You say, "Will no! No if yes seein' any pretty burds, ken! You'll be stoppin' an slavverin' like a beastie! Wee Dougie likes the Gurls!"
"Too bloody right I dae!" Douglas agrees, grinning broadly and folding his arms again over his chest. "Or they like me, onyhoo, fich is guid enough fer me. An' if yous say a word to mum aboot me an' Malfoy, I'll skelp yer erse saw herd ye'll no beable tae sit doon fer a week, ken? We baith ae us cam back on the train, aye? Aye? Got it?"
Angus gives a cheeky grin, "Aye? Whul, wass it wurth, Dougie? Dus this mean Ah'm gonnae be an uuuuncle?"
"Awa' an bile it, ya numpty!" comes the older brother's response, rolling his eyes. "Ah'm no that glaikit! Look, dinnae say a wurd tae mum aboot Malfoy an' mibbe ah'll gi yous a wee shotty wi' Gertie, fan she's trainit, aye?"
You say, "Aye? Did ye no mean Horace? And summit twards a Hotshot for mah Quidditch playin'?"
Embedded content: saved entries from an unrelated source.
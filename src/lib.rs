//! Movie Catalog keeps a small collection of movie records in a flat JSON or
//! CSV file and exposes the storage contract, the catalog rules layered over it
//! and a command-line frontend.

pub mod catalog;
pub mod cli;
pub mod config;
pub mod errors;
pub mod movie;
pub mod storage;
pub mod utils;

use std::sync::Once;

pub use catalog::{MovieCatalog, MovieEntry, MovieFilter};
pub use errors::{CatalogError, ConfigError, StorageError};
pub use movie::{Movie, MovieCollection};
pub use storage::{open_storage, CsvStorage, JsonStorage, StorageBackend, StorageFormat};

static INIT_TRACING: Once = Once::new();

/// Initializes global tracing and emits a startup debug log.
pub fn init() {
    INIT_TRACING.call_once(|| {
        utils::init_tracing();
        tracing::debug!("Movie Catalog tracing initialized.");
    });
}
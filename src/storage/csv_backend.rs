use std::{
    fs::{File, OpenOptions},
    io::ErrorKind,
    path::{Path, PathBuf},
};

use csv::{ReaderBuilder, StringRecord, WriterBuilder};

use crate::{
    errors::StorageError,
    movie::{Movie, MovieCollection},
    utils::persistence::{ensure_parent_dir, write_atomic},
};

use super::{Result, StorageBackend};

pub const HEADER: [&str; 4] = ["title", "year", "rating", "poster"];

/// Stores the collection as CSV rows under a fixed header.
///
/// The format has no unique index: `add_movie` appends without looking for an
/// existing row, `list_movies` lets later rows win, and `update_movie` only
/// touches the first matching row. Callers are expected to check for an
/// existing title before adding.
#[derive(Debug, Clone)]
pub struct CsvStorage {
    path: PathBuf,
}

/// One data row with its cells kept as raw text, in header order.
#[derive(Debug, Clone, PartialEq)]
struct CsvRow {
    line: u64,
    title: String,
    year: String,
    rating: String,
    poster: String,
}

/// Positions of the required columns in the file's header.
struct Columns {
    title: usize,
    year: usize,
    rating: usize,
    poster: usize,
}

impl Columns {
    fn locate(headers: &StringRecord) -> Result<Self> {
        let find = |name: &str| {
            headers
                .iter()
                .position(|header| header.trim() == name)
                .ok_or_else(|| StorageError::MissingColumn(name.to_string()))
        };
        Ok(Self {
            title: find("title")?,
            year: find("year")?,
            rating: find("rating")?,
            poster: find("poster")?,
        })
    }

    fn project(&self, record: &StringRecord) -> CsvRow {
        let cell = |idx: usize| record.get(idx).unwrap_or_default().to_string();
        CsvRow {
            line: record.position().map(|pos| pos.line()).unwrap_or_default(),
            title: cell(self.title),
            year: cell(self.year),
            rating: cell(self.rating),
            poster: cell(self.poster),
        }
    }
}

impl CsvRow {
    fn to_movie(&self) -> Result<Movie> {
        let year = parse_cell(&self.year, "year", self.line)?;
        let rating = parse_cell(&self.rating, "rating", self.line)?;
        Ok(Movie::new(year, rating, self.poster.clone()))
    }

    fn cells(&self) -> [&str; 4] {
        [
            self.title.as_str(),
            self.year.as_str(),
            self.rating.as_str(),
            self.poster.as_str(),
        ]
    }
}

/// Blank cells read as the type's zero value.
fn parse_cell<T>(raw: &str, field: &'static str, row: u64) -> Result<T>
where
    T: std::str::FromStr + Default,
{
    let trimmed = raw.trim();
    if trimmed.is_empty() {
        return Ok(T::default());
    }
    trimmed.parse().map_err(|_| StorageError::InvalidCell {
        field,
        value: raw.to_string(),
        row,
    })
}

/// Text form of a rating cell. Whole numbers keep a trailing `.0`.
pub fn format_rating(rating: f64) -> String {
    format!("{:?}", rating)
}

impl CsvStorage {
    /// Opens the CSV file at `path`, creating it with only the header row when
    /// it does not exist yet.
    pub fn new(path: impl Into<PathBuf>) -> Result<Self> {
        let storage = Self { path: path.into() };
        if !storage.path.exists() {
            write_atomic(&storage.path, &header_bytes()?)?;
            tracing::info!(path = %storage.path.display(), "created movie file");
        }
        Ok(storage)
    }

    /// Reads every row without interpreting numeric cells. `None` when the file
    /// does not exist.
    fn load_rows(&self) -> Result<Option<Vec<CsvRow>>> {
        let file = match File::open(&self.path) {
            Ok(file) => file,
            Err(err) if err.kind() == ErrorKind::NotFound => return Ok(None),
            Err(err) => return Err(err.into()),
        };
        let mut reader = ReaderBuilder::new().flexible(true).from_reader(file);
        let headers = reader.headers()?.clone();
        if headers.is_empty() {
            return Ok(Some(Vec::new()));
        }
        let columns = Columns::locate(&headers)?;
        let mut rows = Vec::new();
        for record in reader.records() {
            rows.push(columns.project(&record?));
        }
        Ok(Some(rows))
    }

    fn load(&self) -> Result<MovieCollection> {
        let mut movies = MovieCollection::new();
        for row in self.load_rows()?.unwrap_or_default() {
            let movie = row.to_movie()?;
            movies.insert(row.title, movie);
        }
        Ok(movies)
    }

    fn rewrite(&self, rows: &[CsvRow]) -> Result<()> {
        let mut writer = WriterBuilder::new().from_writer(Vec::new());
        writer.write_record(HEADER)?;
        for row in rows {
            writer.write_record(row.cells())?;
        }
        let data = writer
            .into_inner()
            .map_err(|err| StorageError::Io(err.into_error()))?;
        write_atomic(&self.path, &data)?;
        tracing::debug!(path = %self.path.display(), rows = rows.len(), "rewrote movie file");
        Ok(())
    }
}

fn header_bytes() -> Result<Vec<u8>> {
    let mut writer = WriterBuilder::new().from_writer(Vec::new());
    writer.write_record(HEADER)?;
    writer
        .into_inner()
        .map_err(|err| StorageError::Io(err.into_error()))
}

impl StorageBackend for CsvStorage {
    fn list_movies(&self) -> MovieCollection {
        match self.load() {
            Ok(movies) => movies,
            Err(StorageError::Io(err)) => {
                tracing::error!(path = %self.path.display(), error = %err, "could not read movie file");
                MovieCollection::new()
            }
            Err(err) => {
                tracing::warn!(
                    path = %self.path.display(),
                    error = %err,
                    "could not parse movie file, it may be corrupted"
                );
                MovieCollection::new()
            }
        }
    }

    fn add_movie(&self, title: &str, year: i32, rating: f64, poster: &str) -> Result<()> {
        ensure_parent_dir(&self.path)?;
        let file = OpenOptions::new()
            .create(true)
            .append(true)
            .open(&self.path)?;
        let needs_header = file.metadata()?.len() == 0;
        let mut writer = WriterBuilder::new().has_headers(false).from_writer(file);
        if needs_header {
            writer.write_record(HEADER)?;
        }
        writer.write_record([
            title,
            year.to_string().as_str(),
            format_rating(rating).as_str(),
            poster,
        ])?;
        writer.flush()?;
        tracing::debug!(path = %self.path.display(), title, "appended movie row");
        Ok(())
    }

    fn delete_movie(&self, title: &str) -> Result<()> {
        let Some(rows) = self.load_rows()? else {
            return Ok(());
        };
        let before = rows.len();
        let kept: Vec<CsvRow> = rows.into_iter().filter(|row| row.title != title).collect();
        if kept.len() == before {
            return Ok(());
        }
        self.rewrite(&kept)
    }

    fn update_movie(&self, title: &str, rating: f64) -> Result<()> {
        let Some(mut rows) = self.load_rows()? else {
            return Ok(());
        };
        match rows.iter_mut().find(|row| row.title == title) {
            Some(row) => row.rating = format_rating(rating),
            None => return Ok(()),
        }
        self.rewrite(&rows)
    }

    fn path(&self) -> &Path {
        &self.path
    }
}
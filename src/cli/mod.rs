//! Non-interactive command-line frontend: one command per invocation.

pub mod output;

use std::path::PathBuf;

use thiserror::Error;

use crate::{
    catalog::{MovieCatalog, MovieFilter},
    config::{CatalogConfig, ConfigManager},
    errors::{CatalogError, ConfigError, StorageError},
    storage::{open_storage, StorageFormat},
};

#[derive(Debug, Error)]
pub enum CliError {
    #[error("{0}")]
    Usage(String),
    #[error("invalid {what} `{value}`")]
    InvalidNumber { what: &'static str, value: String },
    #[error(transparent)]
    Catalog(#[from] CatalogError),
    #[error(transparent)]
    Storage(#[from] StorageError),
    #[error(transparent)]
    Config(#[from] ConfigError),
}

pub type Result<T> = std::result::Result<T, CliError>;

const USAGE: &str = "Usage: movie_catalog_cli [--format json|csv] [--file PATH] <command>\n\
Commands:\n  \
list\n  \
add <title> <year> <rating> [poster]\n  \
delete <title>\n  \
update <title> <rating>\n  \
search <term>\n  \
filter [--min-rating R] [--from YEAR] [--to YEAR]\n  \
config show | config set-format <json|csv> | config set-file <path>\n  \
help";

/// Storage selection given on the command line, overriding the saved config.
#[derive(Debug, Default, Clone, PartialEq)]
struct GlobalOptions {
    format: Option<StorageFormat>,
    file: Option<PathBuf>,
}

impl GlobalOptions {
    /// Consumes leading `--format`/`--file` flags and returns the remaining
    /// tokens starting at the command name.
    fn parse(args: Vec<String>) -> Result<(Self, Vec<String>)> {
        let mut options = Self::default();
        let mut iter = args.into_iter().peekable();
        while let Some(flag) = iter.next_if(|arg| arg.starts_with("--")) {
            match flag.as_str() {
                "--format" => {
                    let value = require_value(&mut iter, "--format")?;
                    options.format = Some(value.parse()?);
                }
                "--file" => {
                    options.file = Some(PathBuf::from(require_value(&mut iter, "--file")?));
                }
                "--help" => return Ok((options, vec!["help".to_string()])),
                other => return Err(CliError::Usage(format!("unknown option `{other}`"))),
            }
        }
        Ok((options, iter.collect()))
    }

    /// Format: flag, then the `--file` extension, then the saved config.
    fn resolve(&self, config: &CatalogConfig, base: &std::path::Path) -> (StorageFormat, PathBuf) {
        let format = self
            .format
            .or_else(|| self.file.as_deref().and_then(StorageFormat::from_path))
            .unwrap_or(config.storage_format);
        let path = match &self.file {
            Some(file) => file.clone(),
            None => CatalogConfig {
                storage_format: format,
                data_file: config.data_file.clone(),
            }
            .resolve_data_file(base),
        };
        (format, path)
    }
}

fn require_value(iter: &mut impl Iterator<Item = String>, flag: &str) -> Result<String> {
    iter.next()
        .ok_or_else(|| CliError::Usage(format!("`{flag}` expects a value")))
}

fn parse_number<T: std::str::FromStr>(value: &str, what: &'static str) -> Result<T> {
    value.trim().parse().map_err(|_| CliError::InvalidNumber {
        what,
        value: value.to_string(),
    })
}

/// Runs one command against the configured catalog.
pub fn run_cli<I>(args: I) -> Result<()>
where
    I: IntoIterator<Item = String>,
{
    run_with_config(args, &ConfigManager::new())
}

pub fn run_with_config<I>(args: I, manager: &ConfigManager) -> Result<()>
where
    I: IntoIterator<Item = String>,
{
    let (options, rest) = GlobalOptions::parse(args.into_iter().collect())?;
    let mut rest = rest.into_iter();
    let command = match rest.next() {
        Some(command) => command,
        None => return Err(CliError::Usage(USAGE.to_string())),
    };
    let args: Vec<String> = rest.collect();

    match command.as_str() {
        "help" => {
            output::info(USAGE);
            return Ok(());
        }
        "config" => return run_config(&args, manager),
        _ => {}
    }

    let config = manager.load()?;
    let (format, path) = options.resolve(&config, manager.base_dir());
    tracing::debug!(%format, path = %path.display(), command = %command, "running command");
    let catalog = MovieCatalog::new(open_storage(format, &path)?);

    let outcome = match command.as_str() {
        "list" => list(&catalog),
        "add" => add(&catalog, &args),
        "delete" => delete(&catalog, &args),
        "update" => update(&catalog, &args),
        "search" => search(&catalog, &args),
        "filter" => filter(&catalog, &args),
        other => Err(CliError::Usage(format!(
            "unknown command `{other}`\n{USAGE}"
        ))),
    };
    if let Err(CliError::Catalog(CatalogError::NotFound {
        suggestion: Some(suggestion),
        ..
    })) = &outcome
    {
        output::info(format!("Did you mean \"{suggestion}\"?"));
    }
    outcome
}

fn list(catalog: &MovieCatalog) -> Result<()> {
    let entries = catalog.sorted_by_title();
    if entries.is_empty() {
        output::info("No movies in database.");
        return Ok(());
    }
    output::movie_list(&entries);
    output::info(format!("\n{} movie(s) in total.", entries.len()));
    Ok(())
}

fn add(catalog: &MovieCatalog, args: &[String]) -> Result<()> {
    let (title, year, rating, poster) = match args {
        [title, year, rating] => (title, year, rating, ""),
        [title, year, rating, poster] => (title, year, rating, poster.as_str()),
        _ => {
            return Err(CliError::Usage(
                "usage: add <title> <year> <rating> [poster]".into(),
            ))
        }
    };
    let year = parse_number(year, "year")?;
    let rating = parse_number(rating, "rating")?;
    let title = catalog.add(title, year, rating, poster)?;
    output::success(format!("Movie \"{title}\" successfully added."));
    Ok(())
}

fn delete(catalog: &MovieCatalog, args: &[String]) -> Result<()> {
    let [title] = args else {
        return Err(CliError::Usage("usage: delete <title>".into()));
    };
    let title = catalog.delete(title)?;
    output::success(format!("Movie \"{title}\" successfully deleted."));
    Ok(())
}

fn update(catalog: &MovieCatalog, args: &[String]) -> Result<()> {
    let [title, rating] = args else {
        return Err(CliError::Usage("usage: update <title> <rating>".into()));
    };
    let rating = parse_number(rating, "rating")?;
    let title = catalog.update(title, rating)?;
    output::success(format!("Movie \"{title}\" successfully updated."));
    Ok(())
}

fn search(catalog: &MovieCatalog, args: &[String]) -> Result<()> {
    let term = args.join(" ");
    let found = catalog.search(&term)?;
    if found.is_empty() {
        output::warning(format!("No movie found with \"{}\".", term.trim()));
        return Ok(());
    }
    output::movie_list(&found);
    Ok(())
}

fn filter(catalog: &MovieCatalog, args: &[String]) -> Result<()> {
    let mut criteria = MovieFilter::default();
    let mut iter = args.iter().cloned();
    while let Some(flag) = iter.next() {
        let value = require_value(&mut iter, &flag)?;
        match flag.as_str() {
            "--min-rating" => criteria.min_rating = Some(parse_number(&value, "rating")?),
            "--from" => criteria.start_year = Some(parse_number(&value, "year")?),
            "--to" => criteria.end_year = Some(parse_number(&value, "year")?),
            other => return Err(CliError::Usage(format!("unknown filter `{other}`"))),
        }
    }
    let matched = catalog.filter(&criteria)?;
    if matched.is_empty() {
        output::warning("No movies match the given criteria.");
        return Ok(());
    }
    output::section("Filtered movies");
    output::movie_list(&matched);
    Ok(())
}

fn run_config(args: &[String], manager: &ConfigManager) -> Result<()> {
    let mut config = manager.load()?;
    match args {
        [] => show_config(&config, manager),
        [cmd] if cmd == "show" => show_config(&config, manager),
        [cmd, value] if cmd == "set-format" => {
            config.storage_format = value.parse()?;
            manager.save(&config)?;
            output::success(format!("Storage format set to {}.", config.storage_format));
        }
        [cmd, value] if cmd == "set-file" => {
            config.data_file = Some(PathBuf::from(value));
            manager.save(&config)?;
            output::success(format!("Data file set to {value}."));
        }
        _ => {
            return Err(CliError::Usage(
                "usage: config show | config set-format <json|csv> | config set-file <path>"
                    .into(),
            ))
        }
    }
    Ok(())
}

fn show_config(config: &CatalogConfig, manager: &ConfigManager) {
    output::info(format!("format: {}", config.storage_format));
    output::info(format!(
        "file: {}",
        config.resolve_data_file(manager.base_dir()).display()
    ));
    output::info(format!("config: {}", manager.config_path().display()));
}
pub mod persistence;

use std::sync::Once;

static TRACING_INIT: Once = Once::new();

/// Initializes the global tracing subscriber with sensible defaults.
///
/// Logs go to stderr so command output on stdout stays parseable.
pub fn init_tracing() {
    TRACING_INIT.call_once(|| {
        use tracing_subscriber::{fmt, EnvFilter};

        let mut filter = EnvFilter::from_default_env();
        if let Ok(directive) = "movie_catalog=info".parse() {
            filter = filter.add_directive(directive);
        }

        let _ = fmt()
            .with_env_filter(filter)
            .with_writer(std::io::stderr)
            .try_init();
    });
}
You probably suspect Angus is going to play along anyway, and is just trying his luck.
Douglas just eyes him. "Naw. Naw, ah didnae mean Horace. Horace is my wee burd, an' ah'm keepin' him. Gertie's awfy sweet, mind. She's braw. In her ain way. An' how's aboot if yous say a single wurd ah'll skelp yer erse an' ye'll nae get a shotty wi' ony ae they? How's that as a guid plan, wee man?"
Angus is a scrappy wee soul, so he just gives you an impudent grin, "Aye? Like yes culd, y'auld man!" He pats your arm, "Aye, Ah'll nae spull the beans on yon Malfoy burd."
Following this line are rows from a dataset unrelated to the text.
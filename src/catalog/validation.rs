use chrono::{Datelike, Local};

use crate::errors::CatalogError;

/// Year of the first motion picture.
pub const EARLIEST_MOVIE_YEAR: i32 = 1888;
pub const MIN_RATING: f64 = 0.0;
pub const MAX_RATING: f64 = 10.0;

pub fn validate_title(title: &str) -> Result<String, CatalogError> {
    let trimmed = title.trim();
    if trimmed.is_empty() {
        return Err(CatalogError::Validation("title cannot be empty".into()));
    }
    Ok(trimmed.to_string())
}

pub fn validate_year(year: i32) -> Result<i32, CatalogError> {
    let current_year = Local::now().year();
    if !(EARLIEST_MOVIE_YEAR..=current_year).contains(&year) {
        return Err(CatalogError::Validation(format!(
            "year must be between {} and {}",
            EARLIEST_MOVIE_YEAR, current_year
        )));
    }
    Ok(year)
}

/// Checks the range and rounds to one decimal place.
pub fn validate_rating(rating: f64) -> Result<f64, CatalogError> {
    if !(MIN_RATING..=MAX_RATING).contains(&rating) {
        return Err(CatalogError::Validation(format!(
            "rating must be between {:.1} and {:.1}",
            MIN_RATING, MAX_RATING
        )));
    }
    Ok((rating * 10.0).round() / 10.0)
}
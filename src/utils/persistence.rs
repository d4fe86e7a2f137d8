use std::{
    fs::{self, File},
    io::Write,
    path::{Path, PathBuf},
};

const TMP_SUFFIX: &str = "catalog-tmp";

/// Creates the parent directory of `path` when it has one.
pub fn ensure_parent_dir(path: &Path) -> std::io::Result<()> {
    match path.parent() {
        Some(parent) if !parent.as_os_str().is_empty() => fs::create_dir_all(parent),
        _ => Ok(()),
    }
}

/// Sibling path used to stage a rewrite, e.g. `movies.json.catalog-tmp`.
/// Any existing file with that name is overwritten and then removed.
pub fn tmp_path(path: &Path) -> PathBuf {
    let mut tmp = path.to_path_buf();
    let ext = match path.extension().and_then(|ext| ext.to_str()) {
        Some(existing) => format!("{}.{}", existing, TMP_SUFFIX),
        None => TMP_SUFFIX.to_string(),
    };
    tmp.set_extension(ext);
    tmp
}

/// Replaces the file at `path` with `data` by staging to a temporary file and
/// renaming it over the target, so readers never observe a partial write.
pub fn write_atomic(path: &Path, data: &[u8]) -> std::io::Result<()> {
    ensure_parent_dir(path)?;
    let tmp = tmp_path(path);
    let staged = File::create(&tmp).and_then(|mut file| {
        file.write_all(data)?;
        file.sync_all()
    });
    if let Err(err) = staged.and_then(|_| fs::rename(&tmp, path)) {
        let _ = fs::remove_file(&tmp);
        return Err(err);
    }
    Ok(())
}

#[cfg(test)]
mod tests {
    use super::*;
    use tempfile::TempDir;

    #[test]
    fn tmp_path_keeps_original_extension() {
        assert_eq!(
            tmp_path(Path::new("data/movies.json")),
            PathBuf::from("data/movies.json.catalog-tmp")
        );
        assert_eq!(
            tmp_path(Path::new("movies")),
            PathBuf::from("movies.catalog-tmp")
        );
    }

    #[test]
    fn write_atomic_creates_missing_directories() {
        let temp = TempDir::new().expect("temp dir");
        let target = temp.path().join("nested").join("deeper").join("movies.csv");
        write_atomic(&target, b"title,year,rating,poster\n").expect("write file");
        assert_eq!(
            fs::read_to_string(&target).expect("read back"),
            "title,year,rating,poster\n"
        );
        assert!(!tmp_path(&target).exists());
    }

    #[test]
    fn plain_tmp_file_next_to_target_is_left_alone() {
        let temp = TempDir::new().expect("temp dir");
        let target = temp.path().join("movies.json");
        let neighbour = temp.path().join("movies.json.tmp");
        fs::write(&neighbour, b"keep me").expect("write neighbour");

        write_atomic(&target, b"{}\n").expect("write file");

        assert_eq!(fs::read(&neighbour).expect("neighbour survives"), b"keep me");
    }

    #[test]
    fn ensure_parent_dir_accepts_bare_file_names() {
        ensure_parent_dir(Path::new("movies.json")).expect("no parent to create");
    }
}
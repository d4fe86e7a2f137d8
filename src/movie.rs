use std::collections::BTreeMap;

use serde::{Deserialize, Serialize};

/// Stored attributes of a single movie. The title is the key of the owning
/// [`MovieCollection`] and is not repeated here.
#[derive(Debug, Clone, PartialEq, Serialize, Deserialize)]
pub struct Movie {
    #[serde(default, alias = "Year")]
    pub year: i32,
    #[serde(default, alias = "Rating")]
    pub rating: f64,
    #[serde(default, alias = "Poster")]
    pub poster: String,
}

impl Movie {
    pub fn new(year: i32, rating: f64, poster: impl Into<String>) -> Self {
        Self {
            year,
            rating,
            poster: poster.into(),
        }
    }

    pub fn has_poster(&self) -> bool {
        !self.poster.trim().is_empty()
    }
}

/// Title-keyed collection as returned by every backend. Keys keep the casing
/// they were first written with.
pub type MovieCollection = BTreeMap<String, Movie>;

/// Finds the stored key matching `query` case-insensitively.
pub fn find_title<'a>(movies: &'a MovieCollection, query: &str) -> Option<&'a str> {
    if query.is_empty() {
        return None;
    }
    let needle = query.to_lowercase();
    movies
        .keys()
        .find(|title| title.to_lowercase() == needle)
        .map(String::as_str)
}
Running a hand through his hair, then tucking his thumbs in his belt, Douglas just nods, offering a grateful smile and a nod. "Och, yous are aw richt for aw that. Mibbe ah wull gi yous yer Christmas presents the morra efter aw. C'mon an let's get oan ae road an' hame before it gets ony derker. Ah dinnae want tae be stuck in bloody London aw nicht. Fa's yer floo dust?"
You say, "Ah thut yous hed it? Ah dinnae have nae floo dist. Dinnae whurry me like thit, Douggie! Ah dinnae like Lunnon much. Naebuddy speaks a bluddy wurd of Inglish. They cannae unnerstand a wurd Ah sey."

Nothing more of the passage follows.